Collected data:
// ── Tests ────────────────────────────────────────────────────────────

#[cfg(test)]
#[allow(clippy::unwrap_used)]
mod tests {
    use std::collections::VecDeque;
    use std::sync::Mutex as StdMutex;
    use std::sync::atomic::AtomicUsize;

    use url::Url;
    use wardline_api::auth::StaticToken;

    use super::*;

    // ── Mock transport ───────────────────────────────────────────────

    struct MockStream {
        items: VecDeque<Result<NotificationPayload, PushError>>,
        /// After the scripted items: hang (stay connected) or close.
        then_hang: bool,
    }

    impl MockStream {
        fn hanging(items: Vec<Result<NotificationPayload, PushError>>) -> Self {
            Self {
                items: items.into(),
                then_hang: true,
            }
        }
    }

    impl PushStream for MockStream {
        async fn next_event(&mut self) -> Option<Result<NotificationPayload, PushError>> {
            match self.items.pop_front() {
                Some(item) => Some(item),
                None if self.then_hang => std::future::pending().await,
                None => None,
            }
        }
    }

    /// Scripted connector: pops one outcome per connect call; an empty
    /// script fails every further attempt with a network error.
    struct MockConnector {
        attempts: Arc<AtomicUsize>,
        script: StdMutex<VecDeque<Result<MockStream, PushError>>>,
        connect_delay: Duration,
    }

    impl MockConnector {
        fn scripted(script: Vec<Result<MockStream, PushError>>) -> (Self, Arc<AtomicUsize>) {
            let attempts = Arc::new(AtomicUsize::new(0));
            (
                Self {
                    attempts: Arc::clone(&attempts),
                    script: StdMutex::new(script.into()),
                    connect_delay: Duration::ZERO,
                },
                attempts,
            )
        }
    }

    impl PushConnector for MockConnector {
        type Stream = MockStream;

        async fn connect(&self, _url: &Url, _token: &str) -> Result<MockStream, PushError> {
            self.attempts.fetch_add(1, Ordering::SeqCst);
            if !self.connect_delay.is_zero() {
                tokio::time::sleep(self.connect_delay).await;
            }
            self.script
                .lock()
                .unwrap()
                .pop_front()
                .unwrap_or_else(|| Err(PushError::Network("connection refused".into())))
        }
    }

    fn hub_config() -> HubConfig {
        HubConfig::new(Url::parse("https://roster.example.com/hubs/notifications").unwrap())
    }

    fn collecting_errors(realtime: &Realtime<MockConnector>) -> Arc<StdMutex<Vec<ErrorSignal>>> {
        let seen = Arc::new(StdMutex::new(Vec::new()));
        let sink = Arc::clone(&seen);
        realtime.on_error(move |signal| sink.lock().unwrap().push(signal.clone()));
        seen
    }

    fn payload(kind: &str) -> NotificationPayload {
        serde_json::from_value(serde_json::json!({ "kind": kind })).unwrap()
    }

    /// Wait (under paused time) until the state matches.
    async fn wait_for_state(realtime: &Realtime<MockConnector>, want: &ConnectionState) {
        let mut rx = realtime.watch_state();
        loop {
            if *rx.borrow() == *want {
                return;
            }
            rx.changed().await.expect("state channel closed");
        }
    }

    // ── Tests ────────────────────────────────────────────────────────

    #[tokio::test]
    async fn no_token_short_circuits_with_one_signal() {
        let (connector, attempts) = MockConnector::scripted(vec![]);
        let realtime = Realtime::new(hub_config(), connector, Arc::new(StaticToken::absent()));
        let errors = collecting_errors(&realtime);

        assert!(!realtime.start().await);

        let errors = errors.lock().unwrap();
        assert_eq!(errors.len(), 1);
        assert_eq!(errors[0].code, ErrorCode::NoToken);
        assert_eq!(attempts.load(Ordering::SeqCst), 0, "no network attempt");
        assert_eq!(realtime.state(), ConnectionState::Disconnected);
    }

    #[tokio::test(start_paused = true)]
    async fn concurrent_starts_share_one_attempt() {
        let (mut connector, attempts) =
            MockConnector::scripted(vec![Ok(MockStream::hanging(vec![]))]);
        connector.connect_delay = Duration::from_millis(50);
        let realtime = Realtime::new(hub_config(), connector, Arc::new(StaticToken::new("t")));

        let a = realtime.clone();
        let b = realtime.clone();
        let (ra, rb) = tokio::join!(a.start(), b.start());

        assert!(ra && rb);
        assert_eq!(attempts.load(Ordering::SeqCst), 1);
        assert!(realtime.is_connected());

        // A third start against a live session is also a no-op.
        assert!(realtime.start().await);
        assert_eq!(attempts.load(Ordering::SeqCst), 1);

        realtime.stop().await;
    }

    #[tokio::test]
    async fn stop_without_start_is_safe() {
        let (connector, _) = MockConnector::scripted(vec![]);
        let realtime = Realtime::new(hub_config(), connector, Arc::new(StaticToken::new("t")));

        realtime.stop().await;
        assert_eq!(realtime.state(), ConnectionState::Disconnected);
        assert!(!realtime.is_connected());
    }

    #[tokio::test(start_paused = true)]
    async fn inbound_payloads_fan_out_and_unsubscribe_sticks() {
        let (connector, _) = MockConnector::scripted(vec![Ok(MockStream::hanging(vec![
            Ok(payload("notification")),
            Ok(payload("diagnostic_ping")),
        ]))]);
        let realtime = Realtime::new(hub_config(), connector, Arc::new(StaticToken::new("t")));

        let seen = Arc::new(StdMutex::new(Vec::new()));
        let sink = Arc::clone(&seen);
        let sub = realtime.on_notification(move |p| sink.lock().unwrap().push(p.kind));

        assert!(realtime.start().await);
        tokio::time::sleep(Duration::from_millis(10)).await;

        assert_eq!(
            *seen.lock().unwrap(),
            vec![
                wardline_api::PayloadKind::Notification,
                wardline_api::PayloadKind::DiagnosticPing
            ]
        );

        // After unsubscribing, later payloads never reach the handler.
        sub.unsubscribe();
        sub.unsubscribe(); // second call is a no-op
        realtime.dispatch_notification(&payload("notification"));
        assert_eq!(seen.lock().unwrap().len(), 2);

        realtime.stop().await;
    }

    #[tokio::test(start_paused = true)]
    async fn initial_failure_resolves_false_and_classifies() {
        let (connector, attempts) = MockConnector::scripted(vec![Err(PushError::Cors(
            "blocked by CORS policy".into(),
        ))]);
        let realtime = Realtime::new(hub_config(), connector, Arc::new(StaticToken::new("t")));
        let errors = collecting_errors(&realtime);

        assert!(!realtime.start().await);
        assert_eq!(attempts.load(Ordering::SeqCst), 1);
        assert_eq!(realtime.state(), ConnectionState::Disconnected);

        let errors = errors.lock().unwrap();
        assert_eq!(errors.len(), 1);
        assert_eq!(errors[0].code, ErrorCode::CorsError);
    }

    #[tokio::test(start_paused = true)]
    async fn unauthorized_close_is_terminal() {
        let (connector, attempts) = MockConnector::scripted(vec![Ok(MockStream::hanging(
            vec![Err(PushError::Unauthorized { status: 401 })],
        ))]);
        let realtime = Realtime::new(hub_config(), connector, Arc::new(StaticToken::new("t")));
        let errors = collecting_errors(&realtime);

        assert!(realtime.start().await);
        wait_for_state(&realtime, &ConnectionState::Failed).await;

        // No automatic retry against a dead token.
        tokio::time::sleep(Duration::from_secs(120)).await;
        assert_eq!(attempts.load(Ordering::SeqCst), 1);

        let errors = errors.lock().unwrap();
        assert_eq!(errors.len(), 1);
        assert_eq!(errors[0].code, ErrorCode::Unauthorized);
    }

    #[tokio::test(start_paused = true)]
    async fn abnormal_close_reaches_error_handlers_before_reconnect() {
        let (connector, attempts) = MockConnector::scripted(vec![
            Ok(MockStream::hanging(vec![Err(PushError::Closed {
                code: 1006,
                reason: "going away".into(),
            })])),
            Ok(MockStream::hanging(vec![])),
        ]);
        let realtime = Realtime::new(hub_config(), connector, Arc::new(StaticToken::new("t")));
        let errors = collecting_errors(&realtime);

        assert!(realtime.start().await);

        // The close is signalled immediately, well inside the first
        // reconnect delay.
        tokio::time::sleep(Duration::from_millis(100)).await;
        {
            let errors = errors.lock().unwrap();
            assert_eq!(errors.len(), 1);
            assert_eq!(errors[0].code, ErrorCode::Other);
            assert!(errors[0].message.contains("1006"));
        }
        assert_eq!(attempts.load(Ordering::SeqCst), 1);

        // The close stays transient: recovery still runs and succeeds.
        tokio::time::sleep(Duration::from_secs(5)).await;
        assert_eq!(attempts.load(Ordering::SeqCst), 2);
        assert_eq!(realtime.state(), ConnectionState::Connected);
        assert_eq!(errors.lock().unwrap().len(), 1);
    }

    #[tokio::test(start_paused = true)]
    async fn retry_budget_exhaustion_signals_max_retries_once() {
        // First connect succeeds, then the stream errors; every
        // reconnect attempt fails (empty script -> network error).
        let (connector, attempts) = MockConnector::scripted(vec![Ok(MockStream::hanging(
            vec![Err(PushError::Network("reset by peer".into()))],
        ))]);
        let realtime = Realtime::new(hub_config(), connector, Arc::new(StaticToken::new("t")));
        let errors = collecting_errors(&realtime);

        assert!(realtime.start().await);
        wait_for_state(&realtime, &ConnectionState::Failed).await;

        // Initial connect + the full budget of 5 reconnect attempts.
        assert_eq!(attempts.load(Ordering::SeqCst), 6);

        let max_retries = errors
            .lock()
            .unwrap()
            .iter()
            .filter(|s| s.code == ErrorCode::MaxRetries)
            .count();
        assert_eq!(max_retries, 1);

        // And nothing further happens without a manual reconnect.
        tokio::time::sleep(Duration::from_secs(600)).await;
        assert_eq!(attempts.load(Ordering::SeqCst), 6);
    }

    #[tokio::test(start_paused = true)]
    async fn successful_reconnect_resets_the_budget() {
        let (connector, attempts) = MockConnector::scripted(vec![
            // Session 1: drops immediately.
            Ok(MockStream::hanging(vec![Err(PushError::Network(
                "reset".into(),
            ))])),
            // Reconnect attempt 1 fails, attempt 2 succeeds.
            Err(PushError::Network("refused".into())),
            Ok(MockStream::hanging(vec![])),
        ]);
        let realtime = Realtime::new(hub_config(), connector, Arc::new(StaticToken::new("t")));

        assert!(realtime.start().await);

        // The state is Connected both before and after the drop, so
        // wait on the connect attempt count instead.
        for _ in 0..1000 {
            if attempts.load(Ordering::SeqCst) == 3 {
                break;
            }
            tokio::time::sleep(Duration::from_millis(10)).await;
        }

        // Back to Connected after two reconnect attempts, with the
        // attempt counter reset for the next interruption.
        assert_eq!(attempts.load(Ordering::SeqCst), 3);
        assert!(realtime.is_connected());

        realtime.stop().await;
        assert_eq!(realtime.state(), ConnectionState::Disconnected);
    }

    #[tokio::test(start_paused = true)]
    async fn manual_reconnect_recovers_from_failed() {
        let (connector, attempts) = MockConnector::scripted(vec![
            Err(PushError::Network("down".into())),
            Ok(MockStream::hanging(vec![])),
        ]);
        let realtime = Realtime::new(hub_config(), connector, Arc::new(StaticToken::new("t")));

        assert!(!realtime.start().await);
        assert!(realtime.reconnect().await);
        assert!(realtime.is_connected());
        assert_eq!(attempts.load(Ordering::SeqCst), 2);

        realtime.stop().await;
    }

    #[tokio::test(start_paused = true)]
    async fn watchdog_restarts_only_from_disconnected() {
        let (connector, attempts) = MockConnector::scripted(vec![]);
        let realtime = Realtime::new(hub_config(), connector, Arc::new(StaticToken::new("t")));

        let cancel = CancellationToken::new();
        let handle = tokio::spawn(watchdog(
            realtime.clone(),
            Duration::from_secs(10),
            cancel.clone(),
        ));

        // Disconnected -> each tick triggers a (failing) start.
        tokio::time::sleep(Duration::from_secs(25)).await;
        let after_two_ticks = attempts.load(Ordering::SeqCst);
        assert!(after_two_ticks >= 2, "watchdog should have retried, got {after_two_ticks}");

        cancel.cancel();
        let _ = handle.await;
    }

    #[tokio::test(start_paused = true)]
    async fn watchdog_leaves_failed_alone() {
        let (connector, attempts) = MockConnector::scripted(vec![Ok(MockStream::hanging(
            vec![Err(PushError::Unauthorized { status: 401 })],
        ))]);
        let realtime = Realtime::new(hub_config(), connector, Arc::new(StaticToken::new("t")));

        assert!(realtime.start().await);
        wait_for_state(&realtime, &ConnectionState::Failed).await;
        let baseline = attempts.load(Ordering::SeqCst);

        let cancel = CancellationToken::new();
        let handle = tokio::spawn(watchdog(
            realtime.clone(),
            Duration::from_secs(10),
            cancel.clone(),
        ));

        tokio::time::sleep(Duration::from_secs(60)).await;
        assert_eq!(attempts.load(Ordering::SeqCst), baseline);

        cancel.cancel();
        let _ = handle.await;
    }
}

--

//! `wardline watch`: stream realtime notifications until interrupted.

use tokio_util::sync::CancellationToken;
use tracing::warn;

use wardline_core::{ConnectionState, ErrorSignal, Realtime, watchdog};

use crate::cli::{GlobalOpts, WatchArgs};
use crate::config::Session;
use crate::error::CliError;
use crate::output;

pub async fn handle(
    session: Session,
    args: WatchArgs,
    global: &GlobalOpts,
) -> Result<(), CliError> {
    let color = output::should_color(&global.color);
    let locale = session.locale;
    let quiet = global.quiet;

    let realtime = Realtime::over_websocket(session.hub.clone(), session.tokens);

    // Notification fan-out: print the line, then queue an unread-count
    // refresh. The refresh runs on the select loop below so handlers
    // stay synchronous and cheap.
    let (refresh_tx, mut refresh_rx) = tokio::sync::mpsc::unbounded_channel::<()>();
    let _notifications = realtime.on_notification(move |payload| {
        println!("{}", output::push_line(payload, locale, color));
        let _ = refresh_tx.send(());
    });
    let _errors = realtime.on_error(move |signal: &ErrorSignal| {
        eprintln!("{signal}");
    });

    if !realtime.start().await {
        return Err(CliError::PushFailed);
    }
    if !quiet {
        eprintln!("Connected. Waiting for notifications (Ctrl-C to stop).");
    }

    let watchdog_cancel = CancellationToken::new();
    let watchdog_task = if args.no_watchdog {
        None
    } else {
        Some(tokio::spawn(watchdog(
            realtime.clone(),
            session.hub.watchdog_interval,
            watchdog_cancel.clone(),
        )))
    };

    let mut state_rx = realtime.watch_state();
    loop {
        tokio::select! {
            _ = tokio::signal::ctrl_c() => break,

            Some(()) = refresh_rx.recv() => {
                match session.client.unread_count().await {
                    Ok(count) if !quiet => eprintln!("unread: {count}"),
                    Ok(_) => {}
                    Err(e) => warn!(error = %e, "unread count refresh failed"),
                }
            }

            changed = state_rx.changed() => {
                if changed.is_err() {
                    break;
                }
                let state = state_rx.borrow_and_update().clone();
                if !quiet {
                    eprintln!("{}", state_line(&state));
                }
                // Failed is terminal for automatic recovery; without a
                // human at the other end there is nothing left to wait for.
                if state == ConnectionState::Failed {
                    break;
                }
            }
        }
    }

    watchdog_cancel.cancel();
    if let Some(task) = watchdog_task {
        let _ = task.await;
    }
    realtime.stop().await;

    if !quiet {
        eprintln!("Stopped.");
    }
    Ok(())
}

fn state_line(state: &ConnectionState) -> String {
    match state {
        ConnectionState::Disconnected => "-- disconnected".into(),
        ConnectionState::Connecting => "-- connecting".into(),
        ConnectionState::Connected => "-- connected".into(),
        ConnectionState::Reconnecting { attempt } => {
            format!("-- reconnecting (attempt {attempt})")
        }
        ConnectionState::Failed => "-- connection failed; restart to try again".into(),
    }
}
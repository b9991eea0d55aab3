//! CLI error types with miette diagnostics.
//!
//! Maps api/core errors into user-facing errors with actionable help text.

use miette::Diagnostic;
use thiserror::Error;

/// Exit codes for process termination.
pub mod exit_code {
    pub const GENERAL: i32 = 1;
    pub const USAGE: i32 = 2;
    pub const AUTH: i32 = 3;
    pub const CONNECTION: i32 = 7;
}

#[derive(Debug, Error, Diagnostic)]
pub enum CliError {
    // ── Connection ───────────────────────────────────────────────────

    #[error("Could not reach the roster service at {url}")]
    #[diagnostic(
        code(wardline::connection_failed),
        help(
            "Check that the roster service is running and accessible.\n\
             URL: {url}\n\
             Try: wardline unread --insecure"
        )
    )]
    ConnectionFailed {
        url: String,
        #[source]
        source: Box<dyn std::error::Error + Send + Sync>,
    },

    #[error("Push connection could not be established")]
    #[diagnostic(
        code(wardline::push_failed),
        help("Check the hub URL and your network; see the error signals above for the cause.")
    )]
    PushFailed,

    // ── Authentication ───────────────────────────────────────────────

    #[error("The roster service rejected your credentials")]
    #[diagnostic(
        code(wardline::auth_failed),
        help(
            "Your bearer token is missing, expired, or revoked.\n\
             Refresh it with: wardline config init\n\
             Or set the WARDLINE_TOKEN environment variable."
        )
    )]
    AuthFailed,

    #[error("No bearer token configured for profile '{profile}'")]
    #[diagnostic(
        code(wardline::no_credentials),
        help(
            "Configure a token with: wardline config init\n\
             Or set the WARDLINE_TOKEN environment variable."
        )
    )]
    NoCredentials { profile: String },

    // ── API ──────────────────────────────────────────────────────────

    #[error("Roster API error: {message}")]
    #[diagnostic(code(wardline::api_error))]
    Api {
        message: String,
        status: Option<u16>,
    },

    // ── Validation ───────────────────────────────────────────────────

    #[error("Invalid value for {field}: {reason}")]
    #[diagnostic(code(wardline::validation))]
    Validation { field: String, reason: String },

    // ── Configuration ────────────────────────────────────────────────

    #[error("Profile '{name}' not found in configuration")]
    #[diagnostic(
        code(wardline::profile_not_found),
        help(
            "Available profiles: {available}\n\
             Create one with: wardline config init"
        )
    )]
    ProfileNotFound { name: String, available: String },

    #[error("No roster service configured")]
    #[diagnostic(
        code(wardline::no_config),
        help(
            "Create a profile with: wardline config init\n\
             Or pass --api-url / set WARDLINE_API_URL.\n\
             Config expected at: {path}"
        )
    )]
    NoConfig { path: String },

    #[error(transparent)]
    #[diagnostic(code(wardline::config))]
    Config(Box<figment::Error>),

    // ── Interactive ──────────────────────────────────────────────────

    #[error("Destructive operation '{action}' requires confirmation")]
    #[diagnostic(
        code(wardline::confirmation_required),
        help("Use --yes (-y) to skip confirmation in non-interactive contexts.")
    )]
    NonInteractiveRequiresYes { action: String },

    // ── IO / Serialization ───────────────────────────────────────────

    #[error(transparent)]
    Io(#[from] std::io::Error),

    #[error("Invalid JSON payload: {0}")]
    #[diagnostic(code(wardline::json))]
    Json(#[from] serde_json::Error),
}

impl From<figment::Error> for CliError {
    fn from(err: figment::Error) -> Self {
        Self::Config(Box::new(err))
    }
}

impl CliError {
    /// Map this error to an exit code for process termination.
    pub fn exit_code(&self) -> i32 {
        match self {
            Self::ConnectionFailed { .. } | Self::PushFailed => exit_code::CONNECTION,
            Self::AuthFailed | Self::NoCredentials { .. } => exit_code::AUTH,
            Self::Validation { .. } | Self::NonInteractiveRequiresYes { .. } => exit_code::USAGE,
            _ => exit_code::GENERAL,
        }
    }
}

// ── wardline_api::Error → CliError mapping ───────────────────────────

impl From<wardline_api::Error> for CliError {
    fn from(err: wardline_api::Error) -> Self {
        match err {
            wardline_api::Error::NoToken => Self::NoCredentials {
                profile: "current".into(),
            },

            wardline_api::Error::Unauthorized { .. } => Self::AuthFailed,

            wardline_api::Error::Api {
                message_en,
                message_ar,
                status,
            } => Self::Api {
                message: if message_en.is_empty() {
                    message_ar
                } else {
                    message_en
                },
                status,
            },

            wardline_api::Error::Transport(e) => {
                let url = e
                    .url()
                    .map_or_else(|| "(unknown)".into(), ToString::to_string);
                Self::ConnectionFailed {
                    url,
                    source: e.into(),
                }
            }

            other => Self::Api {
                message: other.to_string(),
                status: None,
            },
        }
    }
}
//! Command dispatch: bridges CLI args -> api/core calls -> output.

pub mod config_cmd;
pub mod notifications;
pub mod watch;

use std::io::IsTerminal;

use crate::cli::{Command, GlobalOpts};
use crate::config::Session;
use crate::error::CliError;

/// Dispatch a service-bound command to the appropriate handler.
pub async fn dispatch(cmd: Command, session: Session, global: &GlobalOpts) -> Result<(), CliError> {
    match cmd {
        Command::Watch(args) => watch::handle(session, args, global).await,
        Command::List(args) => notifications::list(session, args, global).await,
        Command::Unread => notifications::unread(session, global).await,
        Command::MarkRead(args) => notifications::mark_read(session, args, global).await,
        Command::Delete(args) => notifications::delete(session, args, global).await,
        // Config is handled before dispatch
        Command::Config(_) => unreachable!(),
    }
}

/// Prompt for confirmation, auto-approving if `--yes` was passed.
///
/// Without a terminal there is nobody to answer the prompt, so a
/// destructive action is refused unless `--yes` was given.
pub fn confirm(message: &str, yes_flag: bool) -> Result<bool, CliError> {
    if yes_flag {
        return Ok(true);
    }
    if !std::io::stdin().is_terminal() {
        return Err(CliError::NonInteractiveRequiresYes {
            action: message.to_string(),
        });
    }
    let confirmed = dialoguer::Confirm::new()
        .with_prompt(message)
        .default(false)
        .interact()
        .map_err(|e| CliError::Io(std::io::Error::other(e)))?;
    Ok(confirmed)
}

...

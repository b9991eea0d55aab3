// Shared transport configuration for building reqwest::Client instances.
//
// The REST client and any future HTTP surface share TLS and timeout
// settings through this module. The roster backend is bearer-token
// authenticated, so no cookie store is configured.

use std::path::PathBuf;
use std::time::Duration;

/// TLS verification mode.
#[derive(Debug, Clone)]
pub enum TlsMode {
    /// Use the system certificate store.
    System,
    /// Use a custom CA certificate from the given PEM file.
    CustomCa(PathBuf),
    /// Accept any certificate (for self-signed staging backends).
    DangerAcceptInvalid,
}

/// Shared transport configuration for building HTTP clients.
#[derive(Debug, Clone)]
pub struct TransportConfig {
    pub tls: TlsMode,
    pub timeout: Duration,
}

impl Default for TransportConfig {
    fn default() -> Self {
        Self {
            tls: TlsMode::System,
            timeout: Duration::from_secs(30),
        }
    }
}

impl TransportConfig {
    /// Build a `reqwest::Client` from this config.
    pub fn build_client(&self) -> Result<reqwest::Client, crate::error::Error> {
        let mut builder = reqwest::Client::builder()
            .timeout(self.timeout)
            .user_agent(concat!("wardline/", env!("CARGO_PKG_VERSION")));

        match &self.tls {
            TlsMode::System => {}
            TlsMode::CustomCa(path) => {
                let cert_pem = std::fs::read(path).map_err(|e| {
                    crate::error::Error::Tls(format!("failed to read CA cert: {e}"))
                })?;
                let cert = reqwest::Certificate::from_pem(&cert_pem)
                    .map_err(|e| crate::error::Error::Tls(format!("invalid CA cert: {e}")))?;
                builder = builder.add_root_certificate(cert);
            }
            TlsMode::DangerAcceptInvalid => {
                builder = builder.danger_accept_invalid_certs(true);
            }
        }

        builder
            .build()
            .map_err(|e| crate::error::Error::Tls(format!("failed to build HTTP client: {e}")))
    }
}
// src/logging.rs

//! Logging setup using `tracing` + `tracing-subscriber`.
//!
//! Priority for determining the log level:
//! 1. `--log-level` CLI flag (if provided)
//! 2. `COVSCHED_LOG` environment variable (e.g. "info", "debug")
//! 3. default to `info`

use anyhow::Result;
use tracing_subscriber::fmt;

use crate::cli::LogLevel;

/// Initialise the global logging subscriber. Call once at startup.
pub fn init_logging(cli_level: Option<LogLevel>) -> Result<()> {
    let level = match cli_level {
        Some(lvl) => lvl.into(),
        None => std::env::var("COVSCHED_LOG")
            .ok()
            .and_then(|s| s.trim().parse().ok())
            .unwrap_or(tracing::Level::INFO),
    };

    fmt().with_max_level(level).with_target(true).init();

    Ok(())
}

§ Task details
Report how many lines of the preceding records include "GlobalOpts". Output the number only.

§ Your solution
4